Reduce things to their essence. This feels to be like Ockham's razor—when there are multiple possibilities, choose the possibility that is most obvious. Life feels at times so very complex—like a juggler with several balls in the air at any one time, with one always threatening to crash to the ground. So reduce things to their essence.

Aim at the higher goal—the telos. The immediacy of stuff at ground level obscures the goal. Look up. Look beyond. When riding a bike, if you look down at your pedals, or your front wheel you are heading for a fall. Look in the direction you want the bike to go and it will.

Simplify. Over the last several months Jane and I have been clearing out our basement. Over the last year we had cleared out the "upper" house. But, my goodness!, what a lot of stuff in the basement. We have been simplifying. What a weight it lifts off you when you jettison, reduce, de-clutter, and simplify things.

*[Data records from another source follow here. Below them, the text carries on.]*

#[cfg(test)]
mod tests {
    use super::*;
    use http::HeaderMap;

    #[test]
    fn test_default_redaction_list() {
        let middleware = HttpLoggingMiddleware::new();

        assert!(middleware
            .redact_headers
            .contains(&HeaderName::from_static("authorization")));
        assert!(middleware
            .redact_headers
            .contains(&HeaderName::from_static("cookie")));
        assert!(middleware
            .redact_headers
            .contains(&HeaderName::from_static("set-cookie")));
        assert!(middleware
            .redact_headers
            .contains(&HeaderName::from_static("x-api-key")));
    }

    #[test]
    fn test_authorization_redaction_with_scheme() {
        let middleware = HttpLoggingMiddleware::new();
        let name = HeaderName::from_static("authorization");

        let redacted = middleware.redact_header_value(&name, "Bearer my-secret-token");
        assert_eq!(redacted, "Bearer [REDACTED]");

        let redacted2 = middleware.redact_header_value(&name, "Basic dXNlcjpwYXNz");
        assert_eq!(redacted2, "Basic [REDACTED]");
    }

    #[test]
    fn test_authorization_redaction_without_scheme() {
        let middleware = HttpLoggingMiddleware::new().with_show_auth_scheme(false);
        let name = HeaderName::from_static("authorization");

        let redacted = middleware.redact_header_value(&name, "Bearer my-secret-token");
        assert_eq!(redacted, "[REDACTED]");
    }

    #[test]
    fn test_cookie_redaction() {
        let middleware = HttpLoggingMiddleware::new();
        let name = HeaderName::from_static("cookie");

        let redacted = middleware.redact_header_value(&name, "session=abc123; user=john");
        assert_eq!(redacted, "[REDACTED]");
    }

    #[test]
    fn test_non_sensitive_header() {
        let middleware = HttpLoggingMiddleware::new();
        let name = HeaderName::from_static("content-type");

        let redacted = middleware.redact_header_value(&name, "application/json");
        assert_eq!(redacted, "application/json");
    }

    #[test]
    fn test_header_truncation() {
        let middleware = HttpLoggingMiddleware::new().with_max_header_value_len(10);
        let name = HeaderName::from_static("content-type");

        let redacted = middleware.redact_header_value(&name, "application/json; charset=utf-8");
        assert_eq!(redacted, "applicatio...");
    }

    #[test]
    fn test_allow_header_override() {
        let middleware =
            HttpLoggingMiddleware::new().allow_header(&HeaderName::from_static("x-api-key"));

        assert!(!middleware
            .redact_headers
            .contains(&HeaderName::from_static("x-api-key")));

        // Should not be redacted now
        let name = HeaderName::from_static("x-api-key");
        let redacted = middleware.redact_header_value(&name, "my-api-key-12345");
        assert_eq!(redacted, "my-api-key-12345");
    }

    #[test]
    fn test_format_headers_multivalue() {
        let middleware = HttpLoggingMiddleware::new();
        let mut headers = HeaderMap::new();

        headers.append("set-cookie", "session1=abc".parse().unwrap());
        headers.append("set-cookie", "session2=def".parse().unwrap());
        headers.insert("content-type", "application/json".parse().unwrap());

        let formatted = middleware.format_headers(&headers);

        // Should have both set-cookie entries redacted
        assert!(formatted.contains("[REDACTED]"));
        assert!(formatted.contains("application/json"));
    }

    #[test]
    fn test_query_redaction_enabled() {
        let middleware = HttpLoggingMiddleware::new().with_redact_query(true);

        let url_with_query = "http://example.com/api/users?token=secret&id=123";
        let redacted = middleware.redact_url(url_with_query);
        assert_eq!(redacted, "http://example.com/api/users?[REDACTED]");

        let url_without_query = "http://example.com/api/users";
        let redacted2 = middleware.redact_url(url_without_query);
        assert_eq!(redacted2, "http://example.com/api/users");
    }

    #[test]
    fn test_query_redaction_disabled() {
        let middleware = HttpLoggingMiddleware::new(); // default: redact_query = false

        let url_with_query = "http://example.com/api/users?token=secret&id=123";
        let redacted = middleware.redact_url(url_with_query);
        assert_eq!(redacted, url_with_query);
    }

    #[test]
    fn test_cloud_provider_headers_redacted() {
        let middleware = HttpLoggingMiddleware::new();

        // AWS
        let aws_header = HeaderName::from_static("x-amz-security-token");
        assert!(middleware.redact_headers.contains(&aws_header));
        let redacted = middleware.redact_header_value(&aws_header, "aws-session-token-12345");
        assert_eq!(redacted, "[REDACTED]");

        // GCP
        let gcp_header = HeaderName::from_static("x-goog-api-key");
        assert!(middleware.redact_headers.contains(&gcp_header));
        let redacted2 = middleware.redact_header_value(&gcp_header, "gcp-api-key-67890");
        assert_eq!(redacted2, "[REDACTED]");
    }

    #[test]
    fn test_body_logging_content_type_gating() {
        let middleware = HttpLoggingMiddleware::new().with_max_body_bytes(1024);

        // JSON should be logged
        assert!(middleware.should_log_body(Some("application/json")));
        assert!(middleware.should_log_body(Some("application/json; charset=utf-8")));

        // Text types should be logged
        assert!(middleware.should_log_body(Some("text/plain")));
        assert!(middleware.should_log_body(Some("text/html")));
        assert!(middleware.should_log_body(Some("text/xml")));

        // Other text/* types should be logged (via text/plain wildcard)
        assert!(middleware.should_log_body(Some("text/csv")));

        // Binary types should NOT be logged
        assert!(!middleware.should_log_body(Some("application/octet-stream")));
        assert!(!middleware.should_log_body(Some("image/png")));
        assert!(!middleware.should_log_body(Some("video/mp4")));

        // No content-type should NOT be logged
        assert!(!middleware.should_log_body(None));
    }

    #[test]
    fn test_body_logging_disabled_by_default() {
        let middleware = HttpLoggingMiddleware::new(); // max_body_bytes = None

        // Even with valid content-type, should not log if max_body_bytes is None
        assert!(!middleware.should_log_body(Some("application/json")));
        assert!(!middleware.should_log_body(Some("text/plain")));
    }

    #[test]
    fn test_allow_custom_body_content_type() {
        let middleware = HttpLoggingMiddleware::new()
            .with_max_body_bytes(1024)
            .allow_body_content_type("application/xml");

        // Custom content type should be allowed
        assert!(middleware.should_log_body(Some("application/xml")));

        // Default types still work
        assert!(middleware.should_log_body(Some("application/json")));
    }
}
//! Builder pattern for constructing `ServerCore` instances.

use crate::error::{Error, Result};
use crate::runtime::RwLock;
use crate::server::auth::{AuthProvider, ToolAuthorizer};
use crate::server::core::ServerCore;
#[cfg(not(target_arch = "wasm32"))]
use crate::server::tool_middleware::{ToolMiddleware, ToolMiddlewareChain};
use crate::server::{PromptHandler, ResourceHandler, SamplingHandler, ToolHandler};
use crate::shared::middleware::EnhancedMiddlewareChain;
use crate::types::{Implementation, ServerCapabilities};
use std::collections::HashMap;
use std::sync::Arc;

/// Builder for constructing a `ServerCore` instance.
///
/// This builder provides a fluent API for configuring all aspects of the server
/// before creating the final `ServerCore` instance.
///
/// # Examples
///
/// ```rust,no_run
/// use pmcp::server::builder::ServerCoreBuilder;
/// use pmcp::server::core::ServerCore;
/// use pmcp::{ToolHandler, ServerCapabilities};
/// use async_trait::async_trait;
/// use serde_json::Value;
///
/// struct MyTool;
///
/// #[async_trait]
/// impl ToolHandler for MyTool {
///     async fn handle(&self, args: Value, _extra: pmcp::RequestHandlerExtra) -> pmcp::Result<Value> {
///         Ok(serde_json::json!({"result": "success"}))
///     }
/// }
///
/// # async fn example() -> pmcp::Result<()> {
/// let server = ServerCoreBuilder::new()
///     .name("my-server")
///     .version("1.0.0")
///     .tool("my-tool", MyTool)
///     .capabilities(ServerCapabilities::tools_only())
///     .build()?;
/// # Ok(())
/// # }
/// ```
#[allow(missing_debug_implementations)]
pub struct ServerCoreBuilder {
    name: Option<String>,
    version: Option<String>,
    capabilities: ServerCapabilities,
    tools: HashMap<String, Arc<dyn ToolHandler>>,
    prompts: HashMap<String, Arc<dyn PromptHandler>>,
    resources: Option<Arc<dyn ResourceHandler>>,
    sampling: Option<Arc<dyn SamplingHandler>>,
    auth_provider: Option<Arc<dyn AuthProvider>>,
    tool_authorizer: Option<Arc<dyn ToolAuthorizer>>,
    protocol_middleware: Arc<RwLock<EnhancedMiddlewareChain>>,
    #[cfg(not(target_arch = "wasm32"))]
    tool_middlewares: Vec<Arc<dyn ToolMiddleware>>,
    /// Stateless mode for serverless deployments (None = auto-detect)
    stateless_mode: Option<bool>,
}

Cooperate with the ongoing process of change. The Yijing is in English the Classic of Change. It's not surprising that the wisdom of the Sage returns us often to the reality of constant change and how to work with it. But,  to "work with it" is a western view. In the Yiging you flow with change rather than work it! Perhaps, that is part of the problem with life. We like to manipulate, fix, improve on. We love the artificial. The mastery of life is more like watching which way the stream of life is moving and flowing with it—cooperating with life rather than working against it.

That is a mastery I would like to find.

The earliest versions of the "Jack of all trades" figure of speech are quite positive in tone. There is a a second line to make it a rhyming couplet:
"Jack of all trades, master of none,
Certainly better than master of one!"
I'm not a master of anything, but I feel okay about that!